If we are at the end of the key, lines 1900-1910 check whether we are also at the end of the filename.  If so, the filename matched.  If not, maybe it did not match.  I say maybe, because if there was a wildcard, we might come out with a match if we widen the amount matched by that wildcard.  Lines 1920-1990 will handle that possibility.

Two conditions bring us to line 1930.  Either a character in the key did not match the current character in the filename, or there are unmatched filename characters left over after the end of the key.  In either case, if there has been no wildcard in the key (so far), then the filename does not match the key.  If there has been a wildcard, we can try again to match from the most recent wildcard on.  We can tell whether or not there has been a wildcard so far by comparing KEY.PNTR with KEY.START.  If they are the same, there has been no wildcard.  Lines 1920-1990 handle all these details.

I made the wild card character itself a variable, so that you could change it by program control.  Since "=" is a valid character in a filename, you might want to use something else.

With this kind of MATCH subroutine, a key of "=.OBJ" would match all names ending with ".OBJ"; "S.=" would match all names starting with "S."; "=A=B=" would match all names containing "A" followed by "B".

You can see the similarity between MATCH and a global search capability such as you might find in a word processor, or in the S-C Macro Assembler.  The FIND and REPLACE commands in S-C Macro allow wildcards.  However, MATCH differs in that it anchors the key to the beginning and end of the file name (unless you specify a wildcard in those positions).

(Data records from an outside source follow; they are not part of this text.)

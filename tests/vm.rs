use qcoreth::atomic::{AtomicTxError, EvmInput, ExportTx, Tx, UnsignedAtomicTx};
use qcoreth::avax::{TransferableOutput, Utxo, UtxoId};
use qcoreth::block::{BlockError, SnowmanBlock, Status};
use qcoreth::chain::{EngineError, EthBlock, EthTx, EvmEngine, Header};
use qcoreth::codec::Codec;
use qcoreth::common::{Addr, Bytes, Hash, Id, ShortId, Wei, U256};
use qcoreth::db::AcceptedIndex;
use qcoreth::mempool::TxIntake;
use qcoreth::processor::ProcessError;
use qcoreth::secp256k1fx::{OutputOwners, PrivateKey, TransferOutput};
use qcoreth::shared_memory::{Element, SharedMemory};
use qcoreth::state::StateDB;
use qcoreth::vm::{EngineMessage, VmError};
use qcoreth_tools::*;

const CONFIG: &str = r#"{"tx_fee": 1, "min_gas_price": 100}"#;

fn evm(amount: u64) -> U256 {
    U256::from(amount) * U256::from(1_000_000_000u64)
}

fn eth_addr(key: &PrivateKey) -> Addr {
    key.public_key().eth_address()
}

fn x_addr() -> ShortId {
    test_key(9).public_key().address()
}

fn setup(alloc: &[(Addr, U256)]) -> TestVm {
    let _ = env_logger::builder().is_test(true).try_init();
    match TestVm::new(alloc, CONFIG) {
        Ok(t) => t,
        Err(e) => panic!("cannot start vm: {}", e),
    }
}

fn balance_at(t: &TestVm, block: &Id, addr: &Addr) -> U256 {
    t.engine
        .block_state(&Hash::from(*block))
        .unwrap()
        .get_balance(addr)
}
//! Key-value database interface and the persisted acceptance index.

use std::sync::Arc;

use thiserror::Error;

use crate::common::Id;

const DB_PREFIX_ACCEPTED: &[u8] = b"accepted"; // height => accepted block id
const DB_PREFIX_META: &[u8] = b"meta"; // VM metadata
const LAST_ACCEPTED_KEY: &[u8] = b"last_accepted";

#[derive(Error, Debug, Clone, PartialEq, Eq)]
pub enum DatabaseError {
    #[error("database closed")]
    Closed,
    #[error("corrupted value under key {0}")]
    Corrupted(String),
    #[error("database failure: {0}")]
    Other(String),
}

#[derive(Clone, Debug, PartialEq, Eq)]
pub enum BatchOp {
    Put(Vec<u8>, Vec<u8>),
    Delete(Vec<u8>),
}

/// A local key-value store. Calls may block on disk I/O.
pub trait Database: Send + Sync {
    fn get(&self, key: &[u8]) -> Result<Option<Vec<u8>>, DatabaseError>;
    fn put(&self, key: &[u8], value: &[u8]) -> Result<(), DatabaseError>;
    fn delete(&self, key: &[u8]) -> Result<(), DatabaseError>;
    /// Apply all `ops` atomically.
    fn write_batch(&self, ops: Vec<BatchOp>) -> Result<(), DatabaseError>;
}

/// Buffered writes against a [Database], applied in one atomic step by [Batch::write].
pub struct Batch {
    db: Arc<dyn Database>,
    ops: Vec<BatchOp>,
}

impl Batch {
    pub fn new(db: Arc<dyn Database>) -> Self {
        Self { db, ops: Vec::new() }
    }

    pub fn put(&mut self, key: &[u8], value: &[u8]) {
        self.ops.push(BatchOp::Put(key.to_vec(), value.to_vec()))
    }

    pub fn delete(&mut self, key: &[u8]) {
        self.ops.push(BatchOp::Delete(key.to_vec()))
    }

    pub fn write(self) -> Result<(), DatabaseError> {
        self.db.write_batch(self.ops)
    }
}

fn prefixed(prefix: &[u8], key: &[u8]) -> Vec<u8> {
    let mut k = Vec::with_capacity(prefix.len() + 1 + key.len());
    k.extend_from_slice(prefix);
    k.push(b'/');
    k.extend_from_slice(key);
    k
}

/// `height (u64, big-endian) => accepted block id`, plus the last accepted pointer.
#[derive(Clone)]
pub struct AcceptedIndex {
    db: Arc<dyn Database>,
}

impl AcceptedIndex {
    pub fn new(db: Arc<dyn Database>) -> Self {
        Self { db }
    }

    fn height_key(height: u64) -> Vec<u8> {
        prefixed(DB_PREFIX_ACCEPTED, &height.to_be_bytes())
    }

    fn last_accepted_key() -> Vec<u8> {
        prefixed(DB_PREFIX_META, LAST_ACCEPTED_KEY)
    }

    pub fn get(&self, height: u64) -> Result<Option<Id>, DatabaseError> {
        let key = Self::height_key(height);
        match self.db.get(&key)? {
            None => Ok(None),
            Some(v) => Id::try_from(&v[..]).map(Some).map_err(|_| {
                DatabaseError::Corrupted(hex::encode(&key))
            }),
        }
    }

    pub fn last_accepted(&self) -> Result<Option<Id>, DatabaseError> {
        let key = Self::last_accepted_key();
        match self.db.get(&key)? {
            None => Ok(None),
            Some(v) => Id::try_from(&v[..]).map(Some).map_err(|_| {
                DatabaseError::Corrupted(hex::encode(&key))
            }),
        }
    }

    /// Start a batch recording `id` as accepted at `height`.
    pub fn accept_batch(&self, height: u64, id: &Id) -> Batch {
        let mut batch = Batch::new(self.db.clone());
        batch.put(&Self::height_key(height), id.as_bytes());
        batch.put(&Self::last_accepted_key(), id.as_bytes());
        batch
    }
}
//! Detection of shared-memory UTXOs consumed twice along one branch of undecided blocks.
//!
//! For a block being verified, the scanner accumulates the inputs consumed by its ancestors back
//! to the most recent accepted (or genesis) block. Cumulative sets are memoized per block, so a
//! descendant only walks down to the nearest memoized ancestor. The memo is advisory: an evicted
//! entry only makes the next walk longer.
//!
//! Inputs consumed by recently accepted blocks are remembered separately, so a block built on an
//! accepted ancestor that has since been overtaken by a sibling still sees what the sibling
//! consumed.

use std::sync::Arc;

use log::trace;
use lru_time_cache::LruCache;
use parking_lot::Mutex;
use thiserror::Error;

use crate::common::{Id, IdSet};

#[derive(Error, Debug, Clone, PartialEq, Eq)]
pub enum ConflictError {
    #[error("atomic input {0} is already consumed")]
    AtomicInputConflict(Id),
    #[error("ancestor {0} is unknown")]
    UnknownAncestor(Id),
}

/// What the scanner needs to know about an ancestor.
#[derive(Clone, Debug, PartialEq, Eq)]
pub struct Ancestor {
    pub id: Id,
    pub parent: Id,
    /// Accepted blocks (and genesis) stop the walk.
    pub decided: bool,
    /// Inputs consumed by the atomic tx of this block, empty without one.
    pub inputs: IdSet,
}

pub trait AncestrySource {
    fn ancestor(&self, id: &Id) -> Option<Ancestor>;
}

pub struct ConflictScanner {
    ancestor_inputs: Mutex<LruCache<Id, Arc<IdSet>>>,
    accepted_inputs: Mutex<LruCache<Id, ()>>,
}

impl ConflictScanner {
    pub fn new(ancestor_cache_size: usize, accepted_cache_size: usize) -> Self {
        Self {
            ancestor_inputs: Mutex::new(LruCache::with_capacity(
                ancestor_cache_size,
            )),
            accepted_inputs: Mutex::new(LruCache::with_capacity(
                accepted_cache_size,
            )),
        }
    }

    /// Inputs consumed by the undecided ancestors of a block whose parent is `parent`, including
    /// `parent` itself.
    pub fn ancestor_inputs(
        &self, source: &dyn AncestrySource, parent: &Id,
    ) -> Result<Arc<IdSet>, ConflictError> {
        let mut path = Vec::new();
        let mut inputs = IdSet::new();
        let mut cur = *parent;
        loop {
            let anc = source
                .ancestor(&cur)
                .ok_or(ConflictError::UnknownAncestor(cur))?;
            if anc.decided {
                break
            }
            if let Some(cached) = self.ancestor_inputs.lock().get(&cur) {
                inputs = IdSet::clone(cached);
                break
            }
            cur = anc.parent;
            path.push(anc);
        }
        trace!("conflict scan of {} walked {} ancestors", parent, path.len());

        let mut snapshot = Arc::new(inputs);
        let mut cache = self.ancestor_inputs.lock();
        for anc in path.into_iter().rev() {
            if !anc.inputs.is_empty() {
                let mut next = IdSet::clone(&snapshot);
                next.extend(anc.inputs);
                snapshot = Arc::new(next);
            }
            cache.insert(anc.id, snapshot.clone());
        }
        Ok(snapshot)
    }

    /// Fails if any of `inputs` is consumed by an undecided ancestor or a recently accepted
    /// block.
    pub fn scan(
        &self, source: &dyn AncestrySource, parent: &Id, inputs: &IdSet,
    ) -> Result<(), ConflictError> {
        if inputs.is_empty() {
            return Ok(())
        }
        {
            let mut accepted = self.accepted_inputs.lock();
            for id in inputs {
                if accepted.get(id).is_some() {
                    return Err(ConflictError::AtomicInputConflict(*id))
                }
            }
        }
        let ancestors = self.ancestor_inputs(source, parent)?;
        match inputs.iter().find(|id| ancestors.contains(id)) {
            Some(id) => Err(ConflictError::AtomicInputConflict(*id)),
            None => Ok(()),
        }
    }

    pub fn record_accepted(&self, inputs: &IdSet) {
        let mut accepted = self.accepted_inputs.lock();
        for id in inputs {
            accepted.insert(*id, ());
        }
    }

    /// Whether a cumulative set is memoized for `id`.
    pub fn is_memoized(&self, id: &Id) -> bool {
        self.ancestor_inputs.lock().get(id).is_some()
    }
}
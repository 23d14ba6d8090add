use std::sync::atomic::{AtomicBool, Ordering};
use std::sync::Arc;

use crate::common::Id;
use crate::shared_memory::SharedMemory;

/// What the consensus host tells the VM about where it runs.
pub struct HostContext {
    pub network_id: u32,
    /// Id of this chain.
    pub chain_id: Id,
    /// Id of the sibling UTXO chain.
    pub x_chain_id: Id,
    /// Id of the native asset.
    pub avax_asset_id: Id,
    pub shared_memory: Arc<dyn SharedMemory>,
    bootstrapped: AtomicBool,
}

impl HostContext {
    pub fn new(
        network_id: u32, chain_id: Id, x_chain_id: Id, avax_asset_id: Id,
        shared_memory: Arc<dyn SharedMemory>,
    ) -> Self {
        Self {
            network_id,
            chain_id,
            x_chain_id,
            avax_asset_id,
            shared_memory,
            bootstrapped: AtomicBool::new(false),
        }
    }

    pub fn is_bootstrapped(&self) -> bool {
        self.bootstrapped.load(Ordering::Acquire)
    }

    pub fn set_bootstrapped(&self, done: bool) {
        self.bootstrapped.store(done, Ordering::Release)
    }
}
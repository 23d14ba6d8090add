//! The VM: the surface the consensus host drives, plus the hooks the block lifecycle calls back
//! into.
//!
//! The host serializes `parse_block`, `build_block`, `set_preference` and the decisions on
//! blocks; only the tx queues are touched concurrently (by [TxIntake](crate::mempool::TxIntake)
//! and `issue_tx`).

use std::collections::{BTreeMap, HashMap};
use std::sync::mpsc::{SyncSender, TrySendError};
use std::sync::Arc;
use std::time::{SystemTime, UNIX_EPOCH};

use log::{debug, info, warn};
use lru_time_cache::LruCache;
use parking_lot::{Mutex, RwLock};
use thiserror::Error;

use crate::atomic::{
    AtomicEnv, AtomicTxError, EvmInput, EvmOutput, ExportTx, ImportTx, Tx,
    UnsignedAtomicTx,
};
use crate::avax::{
    sort_transferable_inputs, sort_transferable_outputs, TransferableInput,
    TransferableOutput, Utxo,
};
use crate::block::{Block, BlockData, Status};
use crate::chain::{EngineError, EthBlock, EvmEngine, Header};
use crate::codec::{Codec, CodecError};
use crate::common::{checked_as_u64, Addr, Hash, Id, ShortId};
use crate::config::{ConfigError, VmConfig};
use crate::conflict::{Ancestor, AncestrySource, ConflictScanner};
use crate::context::HostContext;
use crate::db::{AcceptedIndex, Database, DatabaseError};
use crate::mempool::{AtomicMempool, MempoolError};
use crate::secp256k1fx::{OutputOwners, PrivateKey, TransferInput, TransferOutput};
use crate::shared_memory::SharedMemoryError;
use crate::state::StateDB;

/// Notifications for the consensus host.
#[derive(Clone, Copy, Debug, PartialEq, Eq)]
pub enum EngineMessage {
    /// There is something to build a block from.
    PendingTxs,
}

#[derive(Error, Debug)]
pub enum VmError {
    #[error("malformed block: {0}")]
    MalformedBlock(rlp::DecoderError),
    #[error("no transactions to build a block from")]
    EmptyBlock,
    #[error("block {0} is unknown")]
    UnknownBlock(Id),
    #[error("insufficient funds of asset {0}")]
    InsufficientFunds(Id),
    #[error(transparent)]
    Atomic(#[from] AtomicTxError),
    #[error(transparent)]
    Codec(#[from] CodecError),
    #[error(transparent)]
    Engine(#[from] EngineError),
    #[error(transparent)]
    Database(#[from] DatabaseError),
    #[error(transparent)]
    SharedMemory(#[from] SharedMemoryError),
    #[error(transparent)]
    Config(#[from] ConfigError),
    #[error(transparent)]
    Mempool(#[from] MempoolError),
}

pub struct VmInner {
    ctx: Arc<HostContext>,
    config: VmConfig,
    engine: Arc<dyn EvmEngine>,
    accepted_index: AcceptedIndex,
    genesis_id: Id,
    block_cache: Mutex<LruCache<Id, BlockData>>,
    status_cache: Mutex<LruCache<Id, Status>>,
    conflicts: ConflictScanner,
    mempool: AtomicMempool,
    last_accepted: RwLock<BlockData>,
    preferred: RwLock<Id>,
    last_build_time: Mutex<u64>,
    notify: Mutex<SyncSender<EngineMessage>>,
}

/// Cheap handle to the VM.
#[derive(Clone)]
pub struct Vm(Arc<VmInner>);

fn unix_now() -> u64 {
    SystemTime::now()
        .duration_since(UNIX_EPOCH)
        .map(|d| d.as_secs())
        .unwrap_or(0)
}
/*
Rendering of a model arena as a termtree, one line per element.
Kept outside the arena so the domain layer does not depend on termtree.
 */
use generational_arena::Index;
use termtree::Tree;

use crate::domain::{Location, ModelArena, Node};

pub trait TreeNodeConvert {
    fn to_tree_string(&self) -> Tree<String>;
}

impl TreeNodeConvert for ModelArena {
    fn to_tree_string(&self) -> Tree<String> {
        if let Some(root_idx) = self.root() {
            fn build_tree(arena: &ModelArena, node_idx: Index) -> Tree<String> {
                let Some(slot) = arena.get_node(node_idx) else {
                    return Tree::new("<removed>".to_string());
                };
                let leaves: Vec<_> = slot
                    .children
                    .iter()
                    .map(|&child| build_tree(arena, child))
                    .collect();
                Tree::new(label(&slot.node)).with_leaves(leaves)
            }

            build_tree(self, root_idx)
        } else {
            Tree::new("Empty model".to_string())
        }
    }
}

/// One-line summary: kind, name and the decorations that are set.
pub fn label(node: &Node) -> String {
    let mut label = node.to_string();
    if let Node::Workspace(ws) = node {
        if let Some(version) = &ws.version {
            label.push_str(&format!(" v{version}"));
        }
        if let Some(enterprise) = &ws.enterprise {
            label.push_str(&format!(" enterprise={:?}", enterprise.name));
        }
    }
    match node.location() {
        Location::External => label.push_str(" [external]"),
        Location::Internal => label.push_str(" [internal]"),
        Location::Unspecified => {}
    }
    if let Some(data) = node.element_data() {
        if !data.tags.is_empty() {
            label.push_str(&format!(" tags={}", data.tags_joined()));
        }
    }
    if let Some(url) = node.url() {
        label.push_str(&format!(" url={url}"));
    }
    if let Some(properties) = node.properties() {
        label.push_str(&format!(" properties={}", properties.len()));
    }
    label
}
//! Evaluation-level errors (wraps the diagnostics of a build)

use thiserror::Error;

use crate::eval::diagnostics::Diagnostics;

/// Errors surfaced to the host once a build is over.
#[derive(Error, Debug)]
pub enum EvalError {
    #[error("build failed with {count} diagnostic(s):\n{diagnostics}")]
    Build {
        count: usize,
        diagnostics: Diagnostics,
    },

    #[error("no workspace was declared")]
    NoWorkspace,

    #[error("config error: {message}")]
    Config { message: String },
}

impl EvalError {
    pub fn build(diagnostics: Diagnostics) -> Self {
        Self::Build {
            count: diagnostics.len(),
            diagnostics,
        }
    }

    /// Diagnostics carried by a failed build.
    pub fn diagnostics(&self) -> Option<&Diagnostics> {
        match self {
            EvalError::Build { diagnostics, .. } => Some(diagnostics),
            EvalError::NoWorkspace | EvalError::Config { .. } => None,
        }
    }
}

/// Result type for evaluation outcomes.
pub type EvalResult<T> = Result<T, EvalError>;
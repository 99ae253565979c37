//! Domain-level errors (no external dependencies)

use std::fmt;

use thiserror::Error;

/// Category of a [`DomainError`], used by hosts to triage diagnostics.
#[derive(Debug, Clone, Copy, PartialEq, Eq, Hash)]
pub enum ErrorKind {
    /// Operation not supported by the current node, or no node at all
    IncompatibleContext,
    /// Wrong argument type or arity
    InvalidArgument,
    /// Last constructor argument is not a body
    MissingBody,
    /// A value failed a domain check
    ValidationError,
    /// A singleton was declared twice
    Redefinition,
    /// A body stopped before completion
    Aborted,
}

impl fmt::Display for ErrorKind {
    fn fmt(&self, f: &mut fmt::Formatter<'_>) -> fmt::Result {
        let label = match self {
            ErrorKind::IncompatibleContext => "incompatible context",
            ErrorKind::InvalidArgument => "invalid argument",
            ErrorKind::MissingBody => "missing body",
            ErrorKind::ValidationError => "validation error",
            ErrorKind::Redefinition => "redefinition",
            ErrorKind::Aborted => "aborted",
        };
        f.write_str(label)
    }
}

/// Errors raised by DSL calls.
///
/// These are never propagated through the call stack; the evaluator records
/// them as diagnostics and evaluation continues.
#[derive(Error, Debug, Clone, PartialEq, Eq)]
pub enum DomainError {
    #[error("incompatible DSL: {operation} cannot appear in {context}")]
    IncompatibleContext { operation: String, context: String },

    #[error("invalid argument at position {position}: expected {expected}, got {actual}")]
    InvalidArgument {
        position: usize,
        expected: &'static str,
        actual: &'static str,
    },

    #[error("too many arguments: expected at most 3, got {given}")]
    TooManyArguments { given: usize },

    #[error("{reason}")]
    MissingBody { reason: String },

    #[error("invalid URL {url:?}: {reason}")]
    InvalidUrl { url: String, reason: String },

    #[error("enterprise already defined as {existing:?}, ignoring {attempted:?}")]
    EnterpriseRedefined { existing: String, attempted: String },

    #[error("workspace already defined, only one workspace is allowed per build")]
    WorkspaceRedefined,

    #[error("nesting depth limit of {limit} exceeded")]
    DepthExceeded { limit: usize },

    #[error("evaluation aborted: {reason}")]
    Aborted { reason: String },
}

impl DomainError {
    pub fn incompatible(operation: impl Into<String>, context: impl Into<String>) -> Self {
        Self::IncompatibleContext {
            operation: operation.into(),
            context: context.into(),
        }
    }

    pub fn missing_body(reason: impl Into<String>) -> Self {
        Self::MissingBody {
            reason: reason.into(),
        }
    }

    pub fn kind(&self) -> ErrorKind {
        match self {
            DomainError::IncompatibleContext { .. } => ErrorKind::IncompatibleContext,
            DomainError::InvalidArgument { .. } | DomainError::TooManyArguments { .. } => {
                ErrorKind::InvalidArgument
            }
            DomainError::MissingBody { .. } => ErrorKind::MissingBody,
            DomainError::InvalidUrl { .. } => ErrorKind::ValidationError,
            DomainError::EnterpriseRedefined { .. } | DomainError::WorkspaceRedefined => {
                ErrorKind::Redefinition
            }
            DomainError::DepthExceeded { .. } | DomainError::Aborted { .. } => ErrorKind::Aborted,
        }
    }

    /// Whether the error prevents the construction it occurred in.
    pub fn is_fatal(&self) -> bool {
        match self {
            DomainError::IncompatibleContext { .. }
            | DomainError::InvalidUrl { .. }
            | DomainError::EnterpriseRedefined { .. } => false,
            DomainError::InvalidArgument { .. }
            | DomainError::TooManyArguments { .. }
            | DomainError::MissingBody { .. }
            | DomainError::WorkspaceRedefined
            | DomainError::DepthExceeded { .. }
            | DomainError::Aborted { .. } => true,
        }
    }
}

#[cfg(test)]
mod tests {
    use super::*;

    #[test]
    fn test_incompatible_message() {
        let err = DomainError::incompatible("tag", "workspace \"w\"");
        assert_eq!(
            err.to_string(),
            "incompatible DSL: tag cannot appear in workspace \"w\""
        );
        assert_eq!(err.kind(), ErrorKind::IncompatibleContext);
        assert!(!err.is_fatal());
    }

    #[test]
    fn test_invalid_url_message_quotes_input() {
        let err = DomainError::InvalidUrl {
            url: "not a url".into(),
            reason: "bad".into(),
        };
        assert_eq!(err.to_string(), "invalid URL \"not a url\": bad");
        assert_eq!(err.kind(), ErrorKind::ValidationError);
    }

    #[test]
    fn test_argument_errors_are_fatal() {
        assert!(DomainError::TooManyArguments { given: 4 }.is_fatal());
        assert!(DomainError::missing_body("missing child DSL").is_fatal());
        assert_eq!(
            DomainError::TooManyArguments { given: 4 }.kind(),
            ErrorKind::InvalidArgument
        );
    }
}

If string comparisons of this type intrigue you, the book "Software Tools" develops an extremely powerful one in chapter 5.  "Software Tools" is a classic book by Kernighan and Plauger, available at many bookstores.  (A "classic" in computer books is one still in print after five years; this one qualifies, since it was originally published in 1976.)  Their string match routine allows single- and multi-character wildcards, semi-wildcards that match subsets of characters, control of anchoring, and more.  It would be a worthwhile exercise to try implementing their algorithm in 6502 language.